▶ [TASK TO CARRY OUT]:
When a line below contains the string "instance", show that line.

▶ [RECORDS SUPPLIED]:

#[cfg(target_arch = "wasm32")]
mod wasm_game {
    use std::cell::RefCell;
    use std::rc::Rc;
    use wasm_bindgen::prelude::*;
    use web_sys::{Document, HtmlCanvasElement, KeyboardEvent, MouseEvent, TouchEvent};

    use glam::Vec2;
    use iso_runner::consts::*;
    use iso_runner::hud::{self, Hud};
    use iso_runner::renderer::{RenderState, VertexSurface};
    use iso_runner::sim::{TickInput, World};
    use iso_runner::{Settings, Tuning};

    /// Game instance holding all state
    struct Game {
        world: World,
        settings: Settings,
        render_state: Option<RenderState>,
        surface: VertexSurface,
        accumulator: f32,
        last_time: f64,
        input: TickInput,
        // FPS tracking
        frame_times: [f64; 60],
        frame_index: usize,
        fps: u32,
    }

    impl Game {
        fn new(seed: u64, settings: Settings, viewport: Vec2) -> Self {
            Self {
                world: World::new(seed, Tuning::default()),
                settings,
                render_state: None,
                surface: VertexSurface::new(viewport),
                accumulator: 0.0,
                last_time: 0.0,
                input: TickInput::default(),
                frame_times: [0.0; 60],
                frame_index: 0,
                fps: 0,
            }
        }

        /// Run simulation ticks
        fn update(&mut self, dt: f32, time: f64) {
            let dt = dt.min(0.1);
            self.accumulator += dt;

            let mut substeps = 0;
            while self.accumulator >= SIM_DT && substeps < MAX_SUBSTEPS {
                self.world.tick(&self.input);
                self.accumulator -= SIM_DT;
                substeps += 1;

                // Clear one-shot inputs after processing
                self.input.jump = false;
            }

            // Track frame times for FPS
            self.frame_times[self.frame_index] = time;
            self.frame_index = (self.frame_index + 1) % 60;

            let oldest_time = self.frame_times[self.frame_index];
            if oldest_time > 0.0 {
                let elapsed = time - oldest_time;
                if elapsed > 0.0 {
                    self.fps = (60000.0 / elapsed).round() as u32;
                }
            }
        }

        /// Render the current frame
        fn render(&mut self) {
            self.world.draw(&mut self.surface, &self.settings);
            if let Some(ref mut render_state) = self.render_state {
                match render_state.render(self.surface.vertices()) {
                    Ok(_) => {}
                    Err(wgpu::SurfaceError::Lost) => {
                        render_state.resize(render_state.size.0, render_state.size.1);
                    }
                    Err(wgpu::SurfaceError::OutOfMemory) => {
                        log::error!("Out of memory!");
                    }
                    Err(e) => log::warn!("Render error: {:?}", e),
                }
            }
        }

        /// Push queued game events into the DOM
        fn update_hud(&mut self, document: &Document) {
            let events = self.world.drain_events();
            hud::dispatch(&events, &mut DomHud { document });

            if self.settings.show_fps {
                if let Some(el) = document.get_element_by_id("fps") {
                    el.set_text_content(Some(&format!("{} fps", self.fps)));
                }
            }
        }

        fn resize(&mut self, width: u32, height: u32) {
            self.surface.resize(Vec2::new(width as f32, height as f32));
            if let Some(ref mut render_state) = self.render_state {
                render_state.resize(width, height);
            }
        }

        /// Reset game state for restart
        fn restart(&mut self, seed: u64) {
            self.world.restart(seed);
            self.accumulator = 0.0;
            self.input = TickInput {
                idle_mode: self.input.idle_mode,
                ..Default::default()
            };
        }
    }

    /// Score and game-over overlay elements
    struct DomHud<'a> {
        document: &'a Document,
    }

    impl Hud for DomHud<'_> {
        fn show_score(&mut self, score: u32) {
            if let Some(el) = self.document.get_element_by_id("score") {
                el.set_text_content(Some(&format!("Score: {}", score)));
            }
        }

        fn show_game_over(&mut self, final_score: u32) {
            if let Some(el) = self.document.get_element_by_id("finalScore") {
                el.set_text_content(Some(&final_score.to_string()));
            }
            if let Some(el) = self.document.get_element_by_id("gameOver") {
                let _ = el.set_attribute("class", "");
            }
        }

        fn hide_game_over(&mut self) {
            if let Some(el) = self.document.get_element_by_id("gameOver") {
                let _ = el.set_attribute("class", "hidden");
            }
        }
    }

    /// Window inner size in CSS pixels
    fn window_size() -> (u32, u32) {
        let Some(window) = web_sys::window() else {
            return (1, 1);
        };
        let w = window.inner_width().ok().and_then(|v| v.as_f64()).unwrap_or(1.0);
        let h = window.inner_height().ok().and_then(|v| v.as_f64()).unwrap_or(1.0);
        (w.max(1.0) as u32, h.max(1.0) as u32)
    }

    pub async fn run() {
        console_error_panic_hook::set_once();
        if let Err(e) = console_log::init_with_level(log::Level::Info) {
            web_sys::console::error_1(&format!("logger init failed: {}", e).into());
        }

        log::info!("Iso Runner starting...");

        let Some(document) = web_sys::window().and_then(|w| w.document()) else {
            log::error!("No document");
            return;
        };

        let Some(canvas) = document
            .get_element_by_id("gameCanvas")
            .and_then(|el| el.dyn_into::<HtmlCanvasElement>().ok())
        else {
            log::error!("No #gameCanvas element");
            return;
        };

        // Canvas fills the window
        let (width, height) = window_size();
        canvas.set_width(width);
        canvas.set_height(height);

        // Initialize game
        let seed = js_sys::Date::now() as u64;
        let settings = Settings::load();
        let game = Rc::new(RefCell::new(Game::new(
            seed,
            settings,
            Vec2::new(width as f32, height as f32),
        )));
        log::info!("Game initialized with seed: {}", seed);

        // Initialize WebGPU
        let instance = wgpu::Instance::new(&wgpu::InstanceDescriptor {
            backends: wgpu::Backends::BROWSER_WEBGPU | wgpu::Backends::GL,
            ..Default::default()
        });

        let surface = match instance.create_surface(wgpu::SurfaceTarget::Canvas(canvas.clone())) {
            Ok(surface) => surface,
            Err(e) => {
                log::error!("Failed to create surface: {}", e);
                return;
            }
        };

        let adapter = match instance
            .request_adapter(&wgpu::RequestAdapterOptions {
                power_preference: wgpu::PowerPreference::LowPower,
                compatible_surface: Some(&surface),
                force_fallback_adapter: false,
            })
            .await
        {
            Ok(adapter) => adapter,
            Err(e) => {
                log::error!("Failed to get adapter: {}", e);
                return;
            }
        };

        log::info!("Using adapter: {:?}", adapter.get_info().name);

        match RenderState::new(surface, &adapter, width, height).await {
            Ok(render_state) => game.borrow_mut().render_state = Some(render_state),
            Err(e) => {
                log::error!("Failed to initialize renderer: {}", e);
                return;
            }
        }

        setup_input_handlers(&canvas, game.clone());
        setup_resize_handler(&canvas, game.clone());
        setup_restart_button(&document, game.clone());

        // Start game loop
        request_animation_frame(game);

        log::info!("Iso Runner running!");
    }

    fn setup_input_handlers(canvas: &HtmlCanvasElement, game: Rc<RefCell<Game>>) {
        // Touch start (jump)
        {
            let game = game.clone();
            let closure = Closure::<dyn FnMut(_)>::new(move |event: TouchEvent| {
                event.prevent_default();
                game.borrow_mut().input.jump = true;
            });
            let _ = canvas
                .add_event_listener_with_callback("touchstart", closure.as_ref().unchecked_ref());
            closure.forget();
        }

        // Mouse down (jump)
        {
            let game = game.clone();
            let closure = Closure::<dyn FnMut(_)>::new(move |_event: MouseEvent| {
                game.borrow_mut().input.jump = true;
            });
            let _ = canvas
                .add_event_listener_with_callback("mousedown", closure.as_ref().unchecked_ref());
            closure.forget();
        }

        // Keyboard
        if let Some(window) = web_sys::window() {
            let closure = Closure::<dyn FnMut(_)>::new(move |event: KeyboardEvent| {
                let mut g = game.borrow_mut();
                match event.key().as_str() {
                    " " | "ArrowUp" => g.input.jump = true,
                    "i" | "I" => {
                        g.input.idle_mode = !g.input.idle_mode;
                        log::info!("Idle mode: {}", g.input.idle_mode);
                    }
                    _ => {}
                }
            });
            let _ = window
                .add_event_listener_with_callback("keydown", closure.as_ref().unchecked_ref());
            closure.forget();
        }
    }

    fn setup_resize_handler(canvas: &HtmlCanvasElement, game: Rc<RefCell<Game>>) {
        let Some(window) = web_sys::window() else {
            return;
        };
        let canvas = canvas.clone();
        let closure = Closure::<dyn FnMut(_)>::new(move |_event: web_sys::UiEvent| {
            let (width, height) = window_size();
            canvas.set_width(width);
            canvas.set_height(height);
            game.borrow_mut().resize(width, height);
            log::debug!("Resized to {}x{}", width, height);
        });
        let _ = window.add_event_listener_with_callback("resize", closure.as_ref().unchecked_ref());
        closure.forget();
    }

    fn request_animation_frame(game: Rc<RefCell<Game>>) {
        let Some(window) = web_sys::window() else {
            return;
        };
        let closure = Closure::once(move |time: f64| {
            game_loop(game, time);
        });
        let _ = window.request_animation_frame(closure.as_ref().unchecked_ref());
        closure.forget();
    }

    fn game_loop(game: Rc<RefCell<Game>>, time: f64) {
        {
            let mut g = game.borrow_mut();

            // Calculate delta time
            let dt = if g.last_time > 0.0 {
                ((time - g.last_time) / 1000.0) as f32
            } else {
                SIM_DT
            };
            g.last_time = time;

            g.update(dt, time);
            g.render();
            if let Some(document) = web_sys::window().and_then(|w| w.document()) {
                g.update_hud(&document);
            }
        }

        request_animation_frame(game);
    }

    fn setup_restart_button(document: &Document, game: Rc<RefCell<Game>>) {
        if let Some(btn) = document.get_element_by_id("restartBtn") {
            let closure = Closure::<dyn FnMut(_)>::new(move |_event: MouseEvent| {
                let seed = js_sys::Date::now() as u64;
                game.borrow_mut().restart(seed);
            });
            let _ = btn.add_event_listener_with_callback("click", closure.as_ref().unchecked_ref());
            closure.forget();
        }
    }
}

▶ [TASK SOLUTION]:
    /// Game instance holding all state
        let instance = wgpu::Instance::new(&wgpu::InstanceDescriptor {
        let surface = match instance.create_surface(wgpu::SurfaceTarget::Canvas(canvas.clone())) {
        let adapter = match instance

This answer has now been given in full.